(Extracted records)
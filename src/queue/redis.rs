//! Redis queue driver.
//!
//! # Keys
//!
//! - `{prefix}{queue}`: list of ready jobs (RPUSH to enqueue, LPOP to reserve)
//! - `{prefix}{queue}:delayed`: sorted set of delayed jobs scored by the
//!   epoch second they become available
//! - `{prefix}{queue}:failed`: list of failed job records
//!
//! Due delayed jobs are migrated to the ready list by a Lua script before
//! every `pop` and `size`, so the move is atomic across workers.

use std::fmt;
use std::sync::Arc;
use std::time::Duration;

use async_trait::async_trait;
use redis::aio::ConnectionManager;
use redis::{AsyncCommands, Script};
use serde_json::Value;
use tracing::{debug, warn};

use super::clock::Clock;
use super::driver::{delay_secs, QueueDriver};
use super::job::{FailedJob, Job, JobRecord};
use crate::error::QueueError;

/// Moves due members of KEYS[1] onto the tail of KEYS[2].
const MIGRATE_DUE_JOBS: &str = r#"
local due = redis.call('zrangebyscore', KEYS[1], '-inf', ARGV[1])
if #due > 0 then
    redis.call('zremrangebyscore', KEYS[1], '-inf', ARGV[1])
    for i = 1, #due, 100 do
        redis.call('rpush', KEYS[2], unpack(due, i, math.min(i + 99, #due)))
    end
end
return #due
"#;

/// Queue driver backed by Redis lists and sorted sets.
#[derive(Clone)]
pub struct RedisDriver {
    /// Redis connection manager (handles reconnection automatically).
    redis: ConnectionManager,
    connection: String,
    prefix: String,
    default_queue: String,
    clock: Arc<dyn Clock>,
    migrate: Arc<Script>,
}

impl RedisDriver {
    /// Connects to Redis.
    ///
    /// # Errors
    ///
    /// Returns `QueueError::ConnectionFailed` if the connection fails.
    pub async fn connect(
        connection: impl Into<String>,
        url: &str,
        prefix: impl Into<String>,
        default_queue: impl Into<String>,
        clock: Arc<dyn Clock>,
    ) -> Result<Self, QueueError> {
        let client =
            redis::Client::open(url).map_err(|e| QueueError::ConnectionFailed(e.to_string()))?;

        let redis = ConnectionManager::new(client)
            .await
            .map_err(|e| QueueError::ConnectionFailed(e.to_string()))?;

        Ok(Self::from_connection(
            redis,
            connection,
            prefix,
            default_queue,
            clock,
        ))
    }

    /// Creates a driver from an existing ConnectionManager.
    pub fn from_connection(
        redis: ConnectionManager,
        connection: impl Into<String>,
        prefix: impl Into<String>,
        default_queue: impl Into<String>,
        clock: Arc<dyn Clock>,
    ) -> Self {
        Self {
            redis,
            connection: connection.into(),
            prefix: prefix.into(),
            default_queue: default_queue.into(),
            clock,
            migrate: Arc::new(Script::new(MIGRATE_DUE_JOBS)),
        }
    }

    fn ready_key(&self, queue: Option<&str>) -> String {
        format!(
            "{}{}",
            self.prefix,
            queue.unwrap_or(&self.default_queue)
        )
    }

    fn delayed_key(&self, queue: Option<&str>) -> String {
        format!("{}:delayed", self.ready_key(queue))
    }

    fn failed_key(&self, queue: Option<&str>) -> String {
        format!("{}:failed", self.ready_key(queue))
    }

    /// Moves due delayed jobs onto the ready list.
    async fn migrate_due(&self, queue: Option<&str>) -> Result<usize, QueueError> {
        let mut conn = self.redis.clone();
        let moved: usize = self
            .migrate
            .key(self.delayed_key(queue))
            .key(self.ready_key(queue))
            .arg(self.clock.now())
            .invoke_async(&mut conn)
            .await?;

        if moved > 0 {
            debug!(
                queue = queue.unwrap_or(&self.default_queue),
                moved,
                "Migrated due delayed jobs"
            );
        }
        Ok(moved)
    }

    async fn store(&self, record: &JobRecord, queue: Option<&str>) -> Result<(), QueueError> {
        let payload = serde_json::to_string(record)?;
        let mut conn = self.redis.clone();
        match record.available_at {
            Some(available_at) => {
                conn.zadd::<_, _, _, ()>(self.delayed_key(queue), payload, available_at)
                    .await?
            }
            None => conn.rpush::<_, _, ()>(self.ready_key(queue), payload).await?,
        }
        Ok(())
    }
}

impl fmt::Debug for RedisDriver {
    fn fmt(&self, f: &mut fmt::Formatter<'_>) -> fmt::Result {
        f.debug_struct("RedisDriver")
            .field("connection", &self.connection)
            .field("prefix", &self.prefix)
            .field("default_queue", &self.default_queue)
            .finish()
    }
}

#[async_trait]
impl QueueDriver for RedisDriver {
    fn connection_name(&self) -> &str {
        &self.connection
    }

    fn default_queue(&self) -> &str {
        &self.default_queue
    }

    async fn push(
        &self,
        job_type: &str,
        data: Value,
        queue: Option<&str>,
    ) -> Result<String, QueueError> {
        let record = JobRecord::new(job_type, data, self.clock.now());
        self.store(&record, queue).await?;
        debug!(job_id = %record.id, queue = %self.ready_key(queue), job = %job_type, "Job pushed");
        Ok(record.id)
    }

    async fn later(
        &self,
        delay: Duration,
        job_type: &str,
        data: Value,
        queue: Option<&str>,
    ) -> Result<String, QueueError> {
        let now = self.clock.now();
        let record = JobRecord::new(job_type, data, now).available_at(now + delay_secs(delay));
        self.store(&record, queue).await?;
        debug!(
            job_id = %record.id,
            queue = %self.ready_key(queue),
            available_at = ?record.available_at,
            "Delayed job pushed"
        );
        Ok(record.id)
    }

    async fn pop(&self, queue: Option<&str>) -> Result<Option<Job>, QueueError> {
        self.migrate_due(queue).await?;

        let mut conn = self.redis.clone();
        let queue_name = queue.unwrap_or(&self.default_queue);

        loop {
            let payload: Option<String> = conn.lpop(self.ready_key(queue), None).await?;
            let Some(payload) = payload else {
                return Ok(None);
            };

            match Job::from_raw(&self.connection, queue_name, payload.clone()) {
                Ok(mut job) => {
                    job.increment_attempts();
                    debug!(job_id = %job.id(), queue = %queue_name, attempts = job.attempts(), "Job reserved");
                    return Ok(Some(job));
                }
                Err(e) => {
                    // Already removed from the list: park the raw payload.
                    warn!(queue = %queue_name, error = %e, "Malformed job payload moved to failed list");
                    conn.rpush::<_, _, ()>(self.failed_key(queue), payload)
                        .await?;
                }
            }
        }
    }

    async fn size(&self, queue: Option<&str>) -> Result<usize, QueueError> {
        self.migrate_due(queue).await?;
        let mut conn = self.redis.clone();
        let len: usize = conn.llen(self.ready_key(queue)).await?;
        Ok(len)
    }

    async fn clear(&self, queue: Option<&str>) -> Result<usize, QueueError> {
        let ready = self.ready_key(queue);
        let delayed = self.delayed_key(queue);
        let mut conn = self.redis.clone();

        let mut pipe = redis::pipe();
        pipe.atomic()
            .llen(&ready)
            .zcard(&delayed)
            .del(&ready)
            .ignore()
            .del(&delayed)
            .ignore();
        let (ready_len, delayed_len): (usize, usize) = pipe.query_async(&mut conn).await?;

        Ok(ready_len + delayed_len)
    }

    async fn delete(&self, _job: &Job) -> Result<(), QueueError> {
        // LPOP already removed the reserved payload.
        Ok(())
    }

    async fn release(&self, job: &Job, delay: Duration) -> Result<(), QueueError> {
        let mut record = job.record().clone();
        record.available_at = if delay.is_zero() {
            None
        } else {
            Some(self.clock.now() + delay_secs(delay))
        };
        self.store(&record, Some(job.queue())).await?;
        debug!(
            job_id = %record.id,
            queue = %job.queue(),
            attempts = record.attempts,
            delay_secs = delay.as_secs(),
            "Job released"
        );
        Ok(())
    }

    async fn fail(&self, job: &Job, error: &str) -> Result<(), QueueError> {
        let failed = FailedJob::new(job, error, self.clock.now());
        let payload = serde_json::to_string(&failed)?;
        let mut conn = self.redis.clone();
        conn.rpush::<_, _, ()>(self.failed_key(Some(job.queue())), payload)
            .await?;
        Ok(())
    }

    async fn failed_size(&self, queue: Option<&str>) -> Result<usize, QueueError> {
        let mut conn = self.redis.clone();
        let len: usize = conn.llen(self.failed_key(queue)).await?;
        Ok(len)
    }
}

_What is expected_: The answer consists of the lines above that include the word "super", each copied exactly.

_Written solution_:
use super::clock::Clock;
use super::driver::{delay_secs, QueueDriver};
use super::job::{FailedJob, Job, JobRecord};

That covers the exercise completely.